A shrinking fraction of the world’s major crops goes to feed the hungry – commentary
Harvesting soybeans in Mato Grosso, Brazil. Brazil exports soybeans and uses them domestically to make animal feed and biodiesel. (Paulo Fridman | Corbis via Getty Images)
Rising competition for many of the world’s important crops is sending increasing amounts toward uses other than directly feeding people. These competing uses include making biofuels; converting crops into processing ingredients, such as livestock meal, hydrogenated oils, and starches; and selling them on global markets to countries that can afford to pay for them.
In a newly published study, my co-authors and I estimate that in 2030, only 29 percent of the global harvests of 10 major crops may be directly consumed as food in the countries where they were produced, down from about 51 percent in the 1960s. We also project that, because of this trend, the world is unlikely to achieve a top sustainable development goal: ending hunger by 2030.
Another 16 percent of harvests of these crops in 2030 will be used as feed for livestock, along with significant portions of the crops that go to processing. This ultimately produces eggs, meat, and milk – products that typically are eaten by middle- and upper-income people, rather than those who are undernourished. Diets in poor countries rely on staple foods like rice, corn, bread, and vegetable oils.
The crops that we studied – barley, cassava, maize (corn), oil palm, rapeseed (canola), rice, sorghum, soybean, sugar cane, and wheat – together account for more than 80 percent of all calories from harvested crops. Our study shows that calorie production in these crops increased by more than 200 percent between the 1960s and the 2010s.
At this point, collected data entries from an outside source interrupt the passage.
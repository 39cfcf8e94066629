use crate::config::types::{Config, FetcherConfig, OutputConfig, SiteConfig};
use crate::ConfigError;
use url::Url;

/// Validates the entire configuration
pub fn validate(config: &Config) -> Result<(), ConfigError> {
    validate_site_config(&config.site)?;
    validate_fetcher_config(&config.fetcher)?;
    validate_output_config(&config.output)?;
    Ok(())
}

/// Validates the calendar site location
fn validate_site_config(config: &SiteConfig) -> Result<(), ConfigError> {
    let url = Url::parse(&config.base_url)
        .map_err(|e| ConfigError::InvalidUrl(format!("Invalid base-url '{}': {}", config.base_url, e)))?;

    if url.scheme() != "http" && url.scheme() != "https" {
        return Err(ConfigError::InvalidUrl(format!(
            "base-url '{}' must use http or https",
            config.base_url
        )));
    }

    if url.host_str().is_none() {
        return Err(ConfigError::InvalidUrl(format!(
            "base-url '{}' has no host",
            config.base_url
        )));
    }

    // The calendar path is joined from the site root
    if url.path() != "/" || url.query().is_some() || url.fragment().is_some() {
        return Err(ConfigError::InvalidUrl(format!(
            "base-url '{}' must be a site root; put any path in calendar-path",
            config.base_url
        )));
    }

    if !config.calendar_path.starts_with('/') || !config.calendar_path.ends_with('/') {
        return Err(ConfigError::Validation(format!(
            "calendar-path must start and end with '/', got '{}'",
            config.calendar_path
        )));
    }

    Ok(())
}

/// Validates fetcher configuration
fn validate_fetcher_config(config: &FetcherConfig) -> Result<(), ConfigError> {
    if config.max_retries < 1 || config.max_retries > 10 {
        return Err(ConfigError::Validation(format!(
            "max-retries must be between 1 and 10, got {}",
            config.max_retries
        )));
    }

    if config.request_timeout < 1 {
        return Err(ConfigError::Validation(
            "request-timeout must be at least 1 second".to_string(),
        ));
    }

    if config.max_redirects > 20 {
        return Err(ConfigError::Validation(format!(
            "max-redirects must be <= 20, got {}",
            config.max_redirects
        )));
    }

    if config.polite_delay > 60_000 {
        return Err(ConfigError::Validation(format!(
            "polite-delay must be <= 60000ms, got {}ms",
            config.polite_delay
        )));
    }

    Ok(())
}

/// Validates output configuration
fn validate_output_config(config: &OutputConfig) -> Result<(), ConfigError> {
    if config.database_path.is_empty() {
        return Err(ConfigError::Validation(
            "database-path cannot be empty".to_string(),
        ));
    }

    Ok(())
}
Today, however, harvests of crops for processing, exports, and industrial uses are booming. By 2030, we estimate that processing, export and industrial-use crops will likely account for 50 percent of harvested calories worldwide. When we add the calories locked in crops used as animal feed, we calculate that by 2030, roughly 70 percent of all harvested calories of these top 10 crops will go to uses other than directly feeding hungry people.
These profound changes show how and where agriculture and agribusiness are responding to the growth of the global middle class. As incomes rise, people demand more animal products and convenient processed foods. They also use more industrial products that contain plant-based ingredients, such as biofuels, bioplastics, and pharmaceuticals.
Many crops grown for export, processing, and industrial uses are specially bred varieties of the 10 major crops that we analyzed. For example, only about 1 percent of corn grown is the U.S. is sweet corn, the type that people eat fresh, frozen, or canned. The rest is mostly field corn, which is used to make biofuels, animal feed, and food additives.
Crops grown for these uses produce more calories per unit of land than those harvested for direct food use, and that gap is widening. In our study we calculated that industrial-use crops already yield twice as many calories as those harvested for direct food consumption, and their yield is increasing 2.5 times faster.
The amount of protein per unit of land from processing crops is twice that of food crops, and is increasing at 1.8 times the rate of food crops. Crops harvested for direct food consumption have had the lowest yields across all metrics of measurement and lowest rates of improvement.
Grow more foods that feed the hungry
What does this mean for reducing hunger? We estimate that by 2030, the world will be harvesting enough calories to feed its projected population – but it won’t be using most of those crops for direct food consumption.
According to our analysis, 48 countries will not produce enough calories within their borders to feed their populations. Most of these countries are in sub-Saharan Africa, but they also include Asian nations such as Afghanistan and Pakistan, and Caribbean countries such as Haiti.
Scientists and agricultural experts have worked to increase the productivity of food crops in countries where many people are undernourished, but the gains so far have not been enough. There may be ways to persuade wealthier nations to raise more food crops and divert that extra output to undernourished countries, but this would be a short-term solution.
My colleagues and I believe the broader goal should be raising more crops in food-insecure countries that are used directly as food, and increasing their yields. Ending poverty, the U.N.’s top sustainable development goal, will also enable countries that can’t produce enough food to meet their domestic needs to import it from other suppliers. Without more focus on the needs of the world’s undernourished people, eliminating hunger will remain a distant goal.